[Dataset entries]
_ _ _ _ _ _ _
// ━━━━━━━━━━━━━━━━━━━━━━━━━━━━━━━━━━━━━━━━━━━━━━━━━━━━━━━━━━━━━━━━━━
// Boundary arithmetic
// ━━━━━━━━━━━━━━━━━━━━━━━━━━━━━━━━━━━━━━━━━━━━━━━━━━━━━━━━━━━━━━━━━━

/// The first boundary strictly after `after`.
pub fn next_boundary(
    kind: ScheduleKind,
    spec: &str,
    tz: chrono_tz::Tz,
    after: &DateTime<Utc>,
) -> Option<DateTime<Utc>> {
    match kind {
        ScheduleKind::Interval => {
            let secs: i64 = spec.parse().ok().filter(|s| *s > 0)?;
            Some(*after + chrono::Duration::seconds(secs))
        }
        ScheduleKind::Daily => {
            let time = NaiveTime::parse_from_str(spec, "%H:%M").ok()?;
            let local = after.with_timezone(&tz);
            let mut candidate = local.date_naive().and_time(time);
            if candidate <= local.naive_local() {
                candidate += chrono::Duration::days(1);
            }
            // Step over DST gaps day by day.
            for _ in 0..3 {
                match tz.from_local_datetime(&candidate) {
                    chrono::LocalResult::Single(dt) => return Some(dt.with_timezone(&Utc)),
                    chrono::LocalResult::Ambiguous(earliest, _) => {
                        return Some(earliest.with_timezone(&Utc));
                    }
                    chrono::LocalResult::None => candidate += chrono::Duration::days(1),
                }
            }
            None
        }
        ScheduleKind::Cron => cron_next_tz(spec, after, tz),
    }
}

/// Advance `next_run_at` under the skip policy: step from its current
/// value to the first boundary after `now`, without firing for the
/// intermediate windows.
pub fn advance_skip(
    kind: ScheduleKind,
    spec: &str,
    tz: chrono_tz::Tz,
    current_next: &DateTime<Utc>,
    now: &DateTime<Utc>,
) -> Option<DateTime<Utc>> {
    if kind == ScheduleKind::Interval {
        // Closed form: current + k·interval for the smallest k > 0 that
        // lands in the future.
        let secs: i64 = spec.parse().ok().filter(|s| *s > 0)?;
        let behind = (*now - *current_next).num_seconds();
        let k = if behind < 0 { 1 } else { behind / secs + 1 };
        return Some(*current_next + chrono::Duration::seconds(secs * k));
    }

    let mut next = next_boundary(kind, spec, tz, current_next)?;
    // Bounded walk; daily/cron boundaries are at least a minute apart.
    for _ in 0..100_000 {
        if next > *now {
            return Some(next);
        }
        next = next_boundary(kind, spec, tz, &next)?;
    }
    None
}

// ━━━━━━━━━━━━━━━━━━━━━━━━━━━━━━━━━━━━━━━━━━━━━━━━━━━━━━━━━━━━━━━━━━
// Store (JSON snapshot)
// ━━━━━━━━━━━━━━━━━━━━━━━━━━━━━━━━━━━━━━━━━━━━━━━━━━━━━━━━━━━━━━━━━━

pub struct ScheduleStore {
    path: PathBuf,
    schedules: RwLock<Vec<Schedule>>,
}

impl ScheduleStore {
    pub fn load(state_dir: &Path) -> Result<Self> {
        let path = state_dir.join("schedules.json");
        let schedules = match std::fs::read_to_string(&path) {
            Ok(raw) => serde_json::from_str(&raw).unwrap_or_else(|e| {
                tracing::warn!(error = %e, "schedules snapshot unreadable, starting empty");
                Vec::new()
            }),
            Err(e) if e.kind() == std::io::ErrorKind::NotFound => Vec::new(),
            Err(e) => return Err(e.into()),
        };
        Ok(Self {
            path,
            schedules: RwLock::new(schedules),
        })
    }

    /// Validate a spec for its kind.
    pub fn validate_spec(kind: ScheduleKind, spec: &str) -> Result<()> {
        let ok = match kind {
            ScheduleKind::Interval => spec.parse::<i64>().map(|s| s > 0).unwrap_or(false),
            ScheduleKind::Daily => NaiveTime::parse_from_str(spec, "%H:%M").is_ok(),
            ScheduleKind::Cron => spec.split_whitespace().count() == 5,
        };
        if ok {
            Ok(())
        } else {
            Err(Error::Protocol(format!(
                "invalid {kind:?} spec: {spec:?}"
            )))
        }
    }

    pub fn create(
        &self,
        name: &str,
        kind: ScheduleKind,
        spec: &str,
        prompt: &str,
        timezone: &str,
        enabled: bool,
    ) -> Result<Schedule> {
        Self::validate_spec(kind, spec)?;
        let tz = parse_tz(timezone);
        let now = Utc::now();
        let schedule = Schedule {
            schedule_id: Uuid::new_v4(),
            name: name.to_string(),
            kind,
            spec: spec.to_string(),
            prompt: prompt.to_string(),
            enabled,
            timezone: timezone.to_string(),
            created_at: now,
            last_run_id: None,
            last_run_at: None,
            next_run_at: next_boundary(kind, spec, tz, &now),
            missed: 0,
        };
        let mut schedules = self.schedules.write();
        schedules.push(schedule.clone());
        self.persist(&schedules)?;
        Ok(schedule)
    }

    pub fn update<F>(&self, schedule_id: &Uuid, f: F) -> Result<Option<Schedule>>
    where
        F: FnOnce(&mut Schedule),
    {
        let mut schedules = self.schedules.write();
        let Some(schedule) = schedules.iter_mut().find(|s| s.schedule_id == *schedule_id) else {
            return Ok(None);
        };
        f(schedule);
        let snapshot = schedule.clone();
        self.persist(&schedules)?;
        Ok(Some(snapshot))
    }

    pub fn delete(&self, schedule_id: &Uuid) -> Result<bool> {
        let mut schedules = self.schedules.write();
        let before = schedules.len();
        schedules.retain(|s| s.schedule_id != *schedule_id);
        let removed = schedules.len() < before;
        if removed {
            self.persist(&schedules)?;
        }
        Ok(removed)
    }

    pub fn get(&self, schedule_id: &Uuid) -> Option<Schedule> {
        self.schedules
            .read()
            .iter()
            .find(|s| s.schedule_id == *schedule_id)
            .cloned()
    }

    pub fn list(&self) -> Vec<Schedule> {
        self.schedules.read().clone()
    }

    /// Enabled schedules whose `next_run_at` is due.
    pub fn due(&self, now: &DateTime<Utc>) -> Vec<Schedule> {
        self.schedules
            .read()
            .iter()
            .filter(|s| s.enabled && s.next_run_at.is_some_and(|next| next <= *now))
            .cloned()
            .collect()
    }

    /// On startup: reconcile stale `next_run_at` values before the first
    /// tick. All missed windows but the most recent are skipped, so the
    /// first tick fires exactly once and the skip policy takes over from
    /// there. Schedules without a boundary are seeded from `now`.
    pub fn advance_stale(&self, now: &DateTime<Utc>) -> Result<()> {
        let mut schedules = self.schedules.write();
        let mut dirty = false;
        for schedule in schedules.iter_mut() {
            let tz = parse_tz(&schedule.timezone);
            match schedule.next_run_at {
                Some(next) if next <= *now => {
                    schedule.next_run_at = Some(latest_due_boundary(
                        schedule.kind,
                        &schedule.spec,
                        tz,
                        &next,
                        now,
                    ));
                    dirty = true;
                }
                None => {
                    schedule.next_run_at =
                        next_boundary(schedule.kind, &schedule.spec, tz, now);
                    dirty = true;
                }
                _ => {}
            }
        }
        if dirty {
            self.persist(&schedules)?;
        }
        Ok(())
    }

    fn persist(&self, schedules: &[Schedule]) -> Result<()> {
        if let Some(parent) = self.path.parent() {
            std::fs::create_dir_all(parent)?;
        }
        let tmp = self.path.with_extension("json.tmp");
        std::fs::write(&tmp, serde_json::to_vec_pretty(schedules)?)?;
        std::fs::rename(&tmp, &self.path)?;
        Ok(())
    }

    pub fn count(&self) -> usize {
        self.schedules.read().len()
    }
}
_ _ _ _ _ _ _
The problem: Print every record above exactly as written.

Solution:
// ━━━━━━━━━━━━━━━━━━━━━━━━━━━━━━━━━━━━━━━━━━━━━━━━━━━━━━━━━━━━━━━━━━
// Boundary arithmetic
// ━━━━━━━━━━━━━━━━━━━━━━━━━━━━━━━━━━━━━━━━━━━━━━━━━━━━━━━━━━━━━━━━━━

/// The first boundary strictly after `after`.
pub fn next_boundary(
    kind: ScheduleKind,
    spec: &str,
    tz: chrono_tz::Tz,
    after: &DateTime<Utc>,
) -> Option<DateTime<Utc>> {
    match kind {
        ScheduleKind::Interval => {
            let secs: i64 = spec.parse().ok().filter(|s| *s > 0)?;
            Some(*after + chrono::Duration::seconds(secs))
        }
        ScheduleKind::Daily => {
            let time = NaiveTime::parse_from_str(spec, "%H:%M").ok()?;
            let local = after.with_timezone(&tz);
            let mut candidate = local.date_naive().and_time(time);
            if candidate <= local.naive_local() {
                candidate += chrono::Duration::days(1);
            }
            // Step over DST gaps day by day.
            for _ in 0..3 {
                match tz.from_local_datetime(&candidate) {
                    chrono::LocalResult::Single(dt) => return Some(dt.with_timezone(&Utc)),
                    chrono::LocalResult::Ambiguous(earliest, _) => {
                        return Some(earliest.with_timezone(&Utc));
                    }
                    chrono::LocalResult::None => candidate += chrono::Duration::days(1),
                }
            }
            None
        }
        ScheduleKind::Cron => cron_next_tz(spec, after, tz),
    }
}

/// Advance `next_run_at` under the skip policy: step from its current
/// value to the first boundary after `now`, without firing for the
/// intermediate windows.
pub fn advance_skip(
    kind: ScheduleKind,
    spec: &str,
    tz: chrono_tz::Tz,
    current_next: &DateTime<Utc>,
    now: &DateTime<Utc>,
) -> Option<DateTime<Utc>> {
    if kind == ScheduleKind::Interval {
        // Closed form: current + k·interval for the smallest k > 0 that
        // lands in the future.
        let secs: i64 = spec.parse().ok().filter(|s| *s > 0)?;
        let behind = (*now - *current_next).num_seconds();
        let k = if behind < 0 { 1 } else { behind / secs + 1 };
        return Some(*current_next + chrono::Duration::seconds(secs * k));
    }

    let mut next = next_boundary(kind, spec, tz, current_next)?;
    // Bounded walk; daily/cron boundaries are at least a minute apart.
    for _ in 0..100_000 {
        if next > *now {
            return Some(next);
        }
        next = next_boundary(kind, spec, tz, &next)?;
    }
    None
}

// ━━━━━━━━━━━━━━━━━━━━━━━━━━━━━━━━━━━━━━━━━━━━━━━━━━━━━━━━━━━━━━━━━━
// Store (JSON snapshot)
// ━━━━━━━━━━━━━━━━━━━━━━━━━━━━━━━━━━━━━━━━━━━━━━━━━━━━━━━━━━━━━━━━━━

pub struct ScheduleStore {
    path: PathBuf,
    schedules: RwLock<Vec<Schedule>>,
}

impl ScheduleStore {
    pub fn load(state_dir: &Path) -> Result<Self> {
        let path = state_dir.join("schedules.json");
        let schedules = match std::fs::read_to_string(&path) {
            Ok(raw) => serde_json::from_str(&raw).unwrap_or_else(|e| {
                tracing::warn!(error = %e, "schedules snapshot unreadable, starting empty");
                Vec::new()
            }),
            Err(e) if e.kind() == std::io::ErrorKind::NotFound => Vec::new(),
            Err(e) => return Err(e.into()),
        };
        Ok(Self {
            path,
            schedules: RwLock::new(schedules),
        })
    }

    /// Validate a spec for its kind.
    pub fn validate_spec(kind: ScheduleKind, spec: &str) -> Result<()> {
        let ok = match kind {
            ScheduleKind::Interval => spec.parse::<i64>().map(|s| s > 0).unwrap_or(false),
            ScheduleKind::Daily => NaiveTime::parse_from_str(spec, "%H:%M").is_ok(),
            ScheduleKind::Cron => spec.split_whitespace().count() == 5,
        };
        if ok {
            Ok(())
        } else {
            Err(Error::Protocol(format!(
                "invalid {kind:?} spec: {spec:?}"
            )))
        }
    }

    pub fn create(
        &self,
        name: &str,
        kind: ScheduleKind,
        spec: &str,
        prompt: &str,
        timezone: &str,
        enabled: bool,
    ) -> Result<Schedule> {
        Self::validate_spec(kind, spec)?;
        let tz = parse_tz(timezone);
        let now = Utc::now();
        let schedule = Schedule {
            schedule_id: Uuid::new_v4(),
            name: name.to_string(),
            kind,
            spec: spec.to_string(),
            prompt: prompt.to_string(),
            enabled,
            timezone: timezone.to_string(),
            created_at: now,
            last_run_id: None,
            last_run_at: None,
            next_run_at: next_boundary(kind, spec, tz, &now),
            missed: 0,
        };
        let mut schedules = self.schedules.write();
        schedules.push(schedule.clone());
        self.persist(&schedules)?;
        Ok(schedule)
    }

    pub fn update<F>(&self, schedule_id: &Uuid, f: F) -> Result<Option<Schedule>>
    where
        F: FnOnce(&mut Schedule),
    {
        let mut schedules = self.schedules.write();
        let Some(schedule) = schedules.iter_mut().find(|s| s.schedule_id == *schedule_id) else {
            return Ok(None);
        };
        f(schedule);
        let snapshot = schedule.clone();
        self.persist(&schedules)?;
        Ok(Some(snapshot))
    }

    pub fn delete(&self, schedule_id: &Uuid) -> Result<bool> {
        let mut schedules = self.schedules.write();
        let before = schedules.len();
        schedules.retain(|s| s.schedule_id != *schedule_id);
        let removed = schedules.len() < before;
        if removed {
            self.persist(&schedules)?;
        }
        Ok(removed)
    }

    pub fn get(&self, schedule_id: &Uuid) -> Option<Schedule> {
        self.schedules
            .read()
            .iter()
            .find(|s| s.schedule_id == *schedule_id)
            .cloned()
    }

    pub fn list(&self) -> Vec<Schedule> {
        self.schedules.read().clone()
    }

    /// Enabled schedules whose `next_run_at` is due.
    pub fn due(&self, now: &DateTime<Utc>) -> Vec<Schedule> {
        self.schedules
            .read()
            .iter()
            .filter(|s| s.enabled && s.next_run_at.is_some_and(|next| next <= *now))
            .cloned()
            .collect()
    }

    /// On startup: reconcile stale `next_run_at` values before the first
    /// tick. All missed windows but the most recent are skipped, so the
    /// first tick fires exactly once and the skip policy takes over from
    /// there. Schedules without a boundary are seeded from `now`.
    pub fn advance_stale(&self, now: &DateTime<Utc>) -> Result<()> {
        let mut schedules = self.schedules.write();
        let mut dirty = false;
        for schedule in schedules.iter_mut() {
            let tz = parse_tz(&schedule.timezone);
            match schedule.next_run_at {
                Some(next) if next <= *now => {
                    schedule.next_run_at = Some(latest_due_boundary(
                        schedule.kind,
                        &schedule.spec,
                        tz,
                        &next,
                        now,
                    ));
                    dirty = true;
                }
                None => {
                    schedule.next_run_at =
                        next_boundary(schedule.kind, &schedule.spec, tz, now);
                    dirty = true;
                }
                _ => {}
            }
        }
        if dirty {
            self.persist(&schedules)?;
        }
        Ok(())
    }

    fn persist(&self, schedules: &[Schedule]) -> Result<()> {
        if let Some(parent) = self.path.parent() {
            std::fs::create_dir_all(parent)?;
        }
        let tmp = self.path.with_extension("json.tmp");
        std::fs::write(&tmp, serde_json::to_vec_pretty(schedules)?)?;
        std::fs::rename(&tmp, &self.path)?;
        Ok(())
    }

    pub fn count(&self) -> usize {
        self.schedules.read().len()
    }
}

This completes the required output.